2.2 Bayesian Uncertainty Mask for Target Samples

Determining the mask value ${{m}}_{t,n}$ for the target sample requires the uncertainty estimation of ${{u}}_{t,n}$ in our self-training UDA. Notably, the lack of sufficient target domain data can result in the epistemic uncertainty w.r.t. the model parameters, while the noisy pseudo-label can lead to the aleatoric uncertainty [3, 8, 11].

To counter this, we model the epistemic uncertainty via Bayesian neural networks which learn a posterior distribution $p(\mathbf {w}|\mathbf {X}_T,\mathbf {\hat{Y}}_T)$ over the probabilistic model parameters rather than a set of deterministic parameters [25]. In particular, a tractable solution is to replace the true posterior distribution with a variational approximation $q(\mathbf {w})$, and dropout variational inference can be a practical technique. This can be seen as using the Bernoulli distribution as the approximation distribution $q(\mathbf {w})$ [5]. The K times prediction with independent dropout sampling is referred to as Monte Carlo (MC) dropout. We use the mean squared error (MSE) to measure the epistemic uncertainty as in [25], which assesses a one-dimensional regression model similar to [4]. Therefore, the epistemic uncertainty with MSE of each pixel with K times dropout generation is given by

$$\begin{aligned} u^{epistemic}_{t,n} = \frac{1}{K} \sum _{k=1}^{K} || {\tilde{y}_{t,n}-\mu _{t,n}}||^2_2 ; ~~\mu _{t,n}=\frac{1}{K} \sum _{k=1}^{K} \tilde{y}_{t,n}, \end{aligned}$$

(3)

where $\mu _{t,n}$ is the predictive mean of $\tilde{y}_{t,n}$.

Because of the different hardness and divergence and because the pseudo-label noise can vary for different $\mathbf {x}_t$, the heteroscedastic aleatoric uncertainty modeling is required [13, 24]. In this work, we use our network to transform $\mathbf {x}_t$, with its head split to predict both $\tilde{\mathbf {y}}_t$ and the variance map $\mathbf {\sigma }^2_t\in \mathbb {R}^{256\times 256}$; and its element $\sigma ^2_{t,n}$ is the predicted variance for the n-th pixel. We do not need “uncertainty labels” to learn $\mathbf {\sigma }^2_t$ prediction. Rather, we can learn $\mathbf {\sigma }^2_t$ implicitly from a regression loss function [11, 13]. The masked regression loss can be formulated as

$$\begin{aligned} \mathcal {L}_{reg}^{t}(\mathbf {w},\mathbf {m}_t,\sigma ^2_{t})= \sum \limits _{{{t}}\in {{T}}}{\sum \limits _{n=1}^{N}} (\frac{1}{\sigma ^2_{t,n}}||(\hat{y}_{t,n}-\tilde{y}_{t,n})m_{t,n}||^2_2+ \beta \text {log} \sigma ^2_{t,n}),\end{aligned}$$

(4)

which consists of a variance normalized residual regression term and an uncertainty regularization term. The second regularization term keeps the network from predicting an infinite uncertainty, i.e., zero loss, for all the data points. Then, the averaged aleatoric uncertainty of K times MC dropout can be measured by $u^{aleatoric}_{t,n}=\frac{1}{K} \sum _{k=1}^{K}\sigma ^2_{t,n}$ [11, 13].

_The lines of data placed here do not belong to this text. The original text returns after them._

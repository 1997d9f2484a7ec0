//! Flattening layers into a single image, for display, export, and merged sampling.

use crate::{
    blend,
    color::Rgba8,
    preview::PreviewLayer,
    raster::Raster,
    state::LayerSource,
};

/// Composite every visible layer, bottom to top, over transparency.
#[must_use]
pub fn merge_visible(source: &impl LayerSource) -> Raster {
    let (width, height) = source.size();
    let mut out = Raster::new(width, height);
    for layer in source.layers().iter().filter(|layer| layer.visible) {
        out.composite(layer.raster(), layer.opacity);
    }
    out
}

/// [`merge_visible`] for a single pixel. `None` if off-canvas.
#[must_use]
pub fn sample_merged(source: &impl LayerSource, x: i64, y: i64) -> Option<Rgba8> {
    let mut out = None;
    for layer in source.layers() {
        let px = layer.raster().get(x, y)?;
        let below = out.unwrap_or(Rgba8::TRANSPARENT);
        out = Some(if layer.visible {
            blend::over(below, px, layer.opacity)
        } else {
            below
        });
    }
    out
}

/// The image as the local user should see it: the authoritative layers with pending local
/// previews drawn onto their target layers.
#[must_use]
pub fn flatten(source: &impl LayerSource, preview: &PreviewLayer) -> Raster {
    let (width, height) = source.size();
    let mut out = Raster::new(width, height);
    for layer in source.layers().iter().filter(|layer| layer.visible) {
        let mut patches = preview.patches_for(layer.id()).peekable();
        if patches.peek().is_none() {
            out.composite(layer.raster(), layer.opacity);
            continue;
        }
        let mut speculative = layer.raster().clone();
        for patch in patches {
            speculative.apply_patch(patch);
        }
        out.composite(&speculative, layer.opacity);
    }
    out
}
//! TTL Memoize Module
//!
//! Short-lived in-memory memoization keyed by serialized arguments,
//! independent of the file memoizer.

use std::collections::HashMap;
use std::future::Future;
use std::sync::Arc;
use std::time::Duration;

use futures::future::BoxFuture;
use futures::FutureExt;
use serde::Serialize;
use tokio::sync::RwLock;
use tracing::trace;

use super::entry::TimedEntry;

type BoxedFn<A, V, E> = Arc<dyn Fn(A) -> BoxFuture<'static, Result<V, E>> + Send + Sync>;

/// Wraps `func` so results are reused for `ttl` after they were computed.
pub fn memoize<A, V, E, F, Fut>(func: F, ttl: Duration) -> TtlMemo<A, V, E>
where
    A: 'static,
    V: 'static,
    E: 'static,
    F: Fn(A) -> Fut + Send + Sync + 'static,
    Fut: Future<Output = Result<V, E>> + Send + 'static,
{
    TtlMemo {
        func: Arc::new(move |args: A| func(args).boxed()),
        ttl,
        entries: Arc::new(RwLock::new(HashMap::new())),
    }
}

// == TTL Memo ==
/// An async function whose successful results are cached in memory.
///
/// Failures are never cached. Concurrent calls for an uncached key may all
/// invoke the function.
pub struct TtlMemo<A, V, E> {
    func: BoxedFn<A, V, E>,
    ttl: Duration,
    entries: Arc<RwLock<HashMap<String, TimedEntry<V>>>>,
}

impl<A, V, E> Clone for TtlMemo<A, V, E> {
    fn clone(&self) -> Self {
        Self {
            func: Arc::clone(&self.func),
            ttl: self.ttl,
            entries: Arc::clone(&self.entries),
        }
    }
}

impl<A, V, E> std::fmt::Debug for TtlMemo<A, V, E> {
    fn fmt(&self, f: &mut std::fmt::Formatter<'_>) -> std::fmt::Result {
        f.debug_struct("TtlMemo").field("ttl", &self.ttl).finish_non_exhaustive()
    }
}

impl<A, V, E> TtlMemo<A, V, E>
where
    A: Serialize,
    V: Clone,
    E: From<serde_json::Error>,
{
    // == Call ==
    /// Returns the cached value for `args`, computing it if absent or expired.
    pub async fn call(&self, args: A) -> Result<V, E> {
        let key = serde_json::to_string(&args)?;

        if let Some(entry) = self.entries.read().await.get(&key) {
            if !entry.is_expired() {
                trace!("TTL memo hit for {}", key);
                return Ok(entry.value.clone());
            }
        }

        let value = (self.func)(args).await?;
        let mut entries = self.entries.write().await;
        entries.retain(|_, entry| !entry.is_expired());
        entries.insert(key, TimedEntry::new(value.clone(), self.ttl));
        Ok(value)
    }

    // == Purge Expired ==
    /// Removes all expired entries and returns how many were dropped.
    pub async fn purge_expired(&self) -> usize {
        let mut entries = self.entries.write().await;
        let before = entries.len();
        entries.retain(|_, entry| !entry.is_expired());
        before - entries.len()
    }

    /// Drops every cached value.
    pub async fn clear(&self) {
        self.entries.write().await.clear();
    }

    pub async fn len(&self) -> usize {
        self.entries.read().await.len()
    }

    pub async fn is_empty(&self) -> bool {
        self.entries.read().await.is_empty()
    }
}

Moreover, minimizing Eq. (4) can be regarded as the Lagrangian with a multiplier $\beta $ of $\mathop {\mathrm {min}}\limits _{\mathbf {w}}\sum \limits _{{{t}}\in {{T}}}{\sum \limits _{n=1}^{N}} \frac{1}{\sigma ^2_{t,n}}||(\hat{y}_{t,n}-\tilde{y}_{t,n})m_{t,n}||^2_2;~s.t.~\sum \limits _{{{t}}\in {{T}}}{\sum \limits _{n=1}^{N}} \text {log} \sigma ^2_{t,n}< C$^{Footnote 1}, where $C\in \mathbb {R}^+$ indicates the strength of the applied constraint. The condition term essentially controls the target domain predictive uncertainty, which is helpful for UDA [7]. Our final pixel-wise self-training UDA uncertainty $u_{t,n}=u^{epistemic}_{t,n}+u^{aleatoric}_{t,n}$ is a combination of the two uncertainties [11].

2.3 Training Protocol

As pointed out in [6], directly optimizing the self-training objectives can be difficult and thus the deterministic annealing expectation maximization (EM) algorithms are often used instead. Specifically, the generative self-training can be solved by alternating optimization based on the following a) and b) steps.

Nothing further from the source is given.